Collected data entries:
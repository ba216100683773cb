//! 计划引擎契约中使用的数据类型
//!
//! 几何请求、优化函数句柄与参数、鲁棒性参数、计划/射野设置等。

use serde::{Deserialize, Serialize};

use crate::core::ParseError;

/// 剂量统计量
#[derive(Debug, Clone, Copy, PartialEq, Eq, Serialize, Deserialize)]
pub enum DoseStatistic {
    Max,
    Min,
    Average,
}

/// 外扩或内收
#[derive(Debug, Clone, Copy, PartialEq, Eq, Default, Serialize, Deserialize)]
pub enum MarginType {
    #[default]
    Expand,
    Contract,
}

/// 六方向边界（cm），数值恒为非负，方向语义由 margin_type 承担
#[derive(Debug, Clone, Copy, PartialEq, Default, Serialize, Deserialize)]
pub struct MarginSettings {
    pub margin_type: MarginType,
    pub superior: f64,
    pub inferior: f64,
    pub anterior: f64,
    pub posterior: f64,
    pub right: f64,
    pub left: f64,
}

impl MarginSettings {
    pub fn is_zero(&self) -> bool {
        [
            self.superior,
            self.inferior,
            self.anterior,
            self.posterior,
            self.right,
            self.left,
        ]
        .iter()
        .all(|v| *v == 0.0)
    }
}

/// 布尔几何运算
#[derive(Debug, Clone, Copy, PartialEq, Eq, Serialize, Deserialize)]
pub enum GeometryOperation {
    Union,
    Intersection,
    Subtraction,
    None,
}

impl std::fmt::Display for GeometryOperation {
    fn fmt(&self, f: &mut std::fmt::Formatter<'_>) -> std::fmt::Result {
        match self {
            GeometryOperation::Union => write!(f, "Union"),
            GeometryOperation::Intersection => write!(f, "Intersection"),
            GeometryOperation::Subtraction => write!(f, "Subtraction"),
            GeometryOperation::None => write!(f, "None"),
        }
    }
}

/// 单侧表达式：源 ROI 以「单元素并集」形式携带自身边界
#[derive(Debug, Clone, PartialEq, Serialize, Deserialize)]
pub struct RoiExpression {
    pub sources: Vec<String>,
    pub operation: GeometryOperation,
    pub margin: MarginSettings,
}

/// 发送给计划引擎的布尔几何请求
#[derive(Debug, Clone, PartialEq, Serialize, Deserialize)]
pub struct BooleanGeometryRequest {
    pub expr_a: RoiExpression,
    pub operation: GeometryOperation,
    pub expr_b: RoiExpression,
    pub result_margin: MarginSettings,
}

/// ROI 句柄；created 表示本次调用新建了该 ROI
#[derive(Debug, Clone, PartialEq, Eq)]
pub struct RoiHandle {
    pub name: String,
    pub created: bool,
}

/// 总剂量分布的引用（由引擎给出的标签）
#[derive(Debug, Clone, PartialEq, Eq)]
pub struct DoseDistribution {
    pub label: String,
}

/// 优化函数类型
#[derive(Debug, Clone, Copy, PartialEq, Eq, Hash, Serialize, Deserialize)]
pub enum FunctionKind {
    MaxDose,
    MinDose,
    MaxEud,
    MinEud,
    TargetEud,
    UniformDose,
    DoseFallOff,
    MaxDvh,
    MinDvh,
    UniformityConstraint,
}

impl FunctionKind {
    /// 配置文档中的函数类型名
    pub fn as_str(&self) -> &'static str {
        match self {
            FunctionKind::MaxDose => "Max Dose",
            FunctionKind::MinDose => "Min Dose",
            FunctionKind::MaxEud => "Max EUD",
            FunctionKind::MinEud => "Min EUD",
            FunctionKind::TargetEud => "Target EUD",
            FunctionKind::UniformDose => "Uniform Dose",
            FunctionKind::DoseFallOff => "Dose Fall-Off",
            FunctionKind::MaxDvh => "Max DVH",
            FunctionKind::MinDvh => "Min DVH",
            FunctionKind::UniformityConstraint => "Uniformity Constraint",
        }
    }

    /// 均匀性约束只能作为约束存在
    pub fn is_always_constraint(&self) -> bool {
        matches!(self, FunctionKind::UniformityConstraint)
    }
}

impl std::fmt::Display for FunctionKind {
    fn fmt(&self, f: &mut std::fmt::Formatter<'_>) -> std::fmt::Result {
        f.write_str(self.as_str())
    }
}

impl std::str::FromStr for FunctionKind {
    type Err = ParseError;

    fn from_str(s: &str) -> Result<Self, Self::Err> {
        let normalized: String = s
            .chars()
            .filter(|c| c.is_alphanumeric())
            .collect::<String>()
            .to_lowercase();
        match normalized.as_str() {
            "maxdose" => Ok(FunctionKind::MaxDose),
            "mindose" => Ok(FunctionKind::MinDose),
            "maxeud" => Ok(FunctionKind::MaxEud),
            "mineud" => Ok(FunctionKind::MinEud),
            "targeteud" => Ok(FunctionKind::TargetEud),
            "uniformdose" => Ok(FunctionKind::UniformDose),
            "dosefalloff" => Ok(FunctionKind::DoseFallOff),
            "maxdvh" => Ok(FunctionKind::MaxDvh),
            "mindvh" => Ok(FunctionKind::MinDvh),
            "uniformityconstraint" => Ok(FunctionKind::UniformityConstraint),
            _ => Err(ParseError::UnknownKind {
                kind: "function type",
                value: s.to_string(),
            }),
        }
    }
}

/// 射野限制范围
#[derive(Debug, Clone, PartialEq, Eq, Default, Serialize, Deserialize)]
pub enum BeamRestriction {
    #[default]
    None,
    AllBeamsIndividually,
    Beams(Vec<String>),
}

impl BeamRestriction {
    /// 解析配置中的限制字符串：空 / None、All、或逗号分隔的射野名
    pub fn parse(raw: &str) -> Self {
        let trimmed = raw.trim();
        match trimmed.to_lowercase().as_str() {
            "" | "none" | "no" => BeamRestriction::None,
            "all" | "all beams" | "all beams individually" => {
                BeamRestriction::AllBeamsIndividually
            }
            _ => BeamRestriction::Beams(
                trimmed
                    .split(',')
                    .map(|b| b.trim().to_string())
                    .filter(|b| !b.is_empty())
                    .collect(),
            ),
        }
    }
}

/// 优化函数句柄；编辑操作后旧句柄失效
#[derive(Debug, Clone, Copy, PartialEq, Eq, Hash, Serialize, Deserialize)]
pub struct FunctionHandle(pub u64);

/// 新建优化函数所需属性
#[derive(Debug, Clone, PartialEq)]
pub struct NewFunction {
    pub kind: FunctionKind,
    pub roi: String,
    pub is_constraint: bool,
    pub restriction: BeamRestriction,
    pub is_robust: bool,
}

/// 「编辑函数」原语可修改的属性
#[derive(Debug, Clone, PartialEq)]
pub struct FunctionEdit {
    pub roi: String,
    pub is_constraint: bool,
    pub is_robust: bool,
    pub restriction: BeamRestriction,
}

/// 剂量函数参数；None 表示不写该字段
#[derive(Debug, Clone, Default, PartialEq, Serialize, Deserialize)]
pub struct DoseFunctionParameters {
    pub tag: Option<String>,
    pub weight: Option<f64>,
    pub dose_level: Option<f64>,
    pub high_dose_level: Option<f64>,
    pub low_dose_level: Option<f64>,
    pub low_dose_distance: Option<f64>,
    pub eud_parameter_a: Option<f64>,
    pub percent_volume: Option<f64>,
    pub absolute_volume: Option<f64>,
    pub is_absolute_volume: Option<bool>,
    pub percent_std_deviation: Option<f64>,
}

impl DoseFunctionParameters {
    /// 用 other 中已设置的字段覆盖 self
    pub fn merge(&mut self, other: &DoseFunctionParameters) {
        macro_rules! take {
            ($($field:ident),*) => {
                $(if other.$field.is_some() { self.$field = other.$field.clone(); })*
            };
        }
        take!(
            tag,
            weight,
            dose_level,
            high_dose_level,
            low_dose_level,
            low_dose_distance,
            eud_parameter_a,
            percent_volume,
            absolute_volume,
            is_absolute_volume,
            percent_std_deviation
        );
    }
}

/// 当前计划中的一个优化函数概要
#[derive(Debug, Clone, PartialEq, Serialize)]
pub struct FunctionSummary {
    pub handle: FunctionHandle,
    pub tag: Option<String>,
    pub kind: FunctionKind,
    pub roi: String,
    pub is_constraint: bool,
    pub is_robust: bool,
}

/// 鲁棒优化的最坏情况方法
#[derive(Debug, Clone, Copy, PartialEq, Eq, Default, Serialize, Deserialize)]
pub enum RobustMethod {
    #[default]
    CompositeWorstCase,
    VoxelwiseWorstCase,
}

/// 一次性写入引擎的鲁棒性参数；密度不确定度为小数
#[derive(Debug, Clone, PartialEq, Serialize)]
pub struct RobustnessParameters {
    pub superior: f64,
    pub inferior: f64,
    pub anterior: f64,
    pub posterior: f64,
    pub right: f64,
    pub left: f64,
    pub density_uncertainty: f64,
    pub method: RobustMethod,
}

/// 计划准备方式
#[derive(Debug, Clone, Copy, PartialEq, Eq, Default, Serialize, Deserialize)]
#[serde(rename_all = "snake_case")]
pub enum PlanSetupMode {
    Create,
    SelectExisting,
    #[default]
    Skip,
}

/// 射野定义（角度单位：度）
#[derive(Debug, Clone, PartialEq, Default, Serialize, Deserialize)]
#[serde(default)]
pub struct BeamSpec {
    pub name: String,
    pub gantry_angle: f64,
    pub couch_angle: f64,
    pub collimator_angle: f64,
}

/// 计划与射野设置
#[derive(Debug, Clone, PartialEq, Default, Serialize, Deserialize)]
#[serde(default)]
pub struct PlanSetup {
    pub mode: PlanSetupMode,
    pub plan_name: String,
    pub beam_set_name: String,
    pub machine: String,
    pub technique: String,
    pub isocenter_roi: Option<String>,
    pub beams: Vec<BeamSpec>,
}

/// 优化器容差与迭代次数
#[derive(Debug, Clone, PartialEq, Serialize, Deserialize)]
#[serde(default)]
pub struct OptimizationSettings {
    pub max_iterations: u32,
    pub tolerance: f64,
    pub compute_final_dose: bool,
}

impl Default for OptimizationSettings {
    fn default() -> Self {
        Self {
            max_iterations: 40,
            tolerance: 1e-5,
            compute_final_dose: true,
        }
    }
}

● What you will do: Return from the data every line that holds "MinDvh".

● Output of the task:
    MinDvh,
            FunctionKind::MinDvh => "Min DVH",
            "mindvh" => Ok(FunctionKind::MinDvh),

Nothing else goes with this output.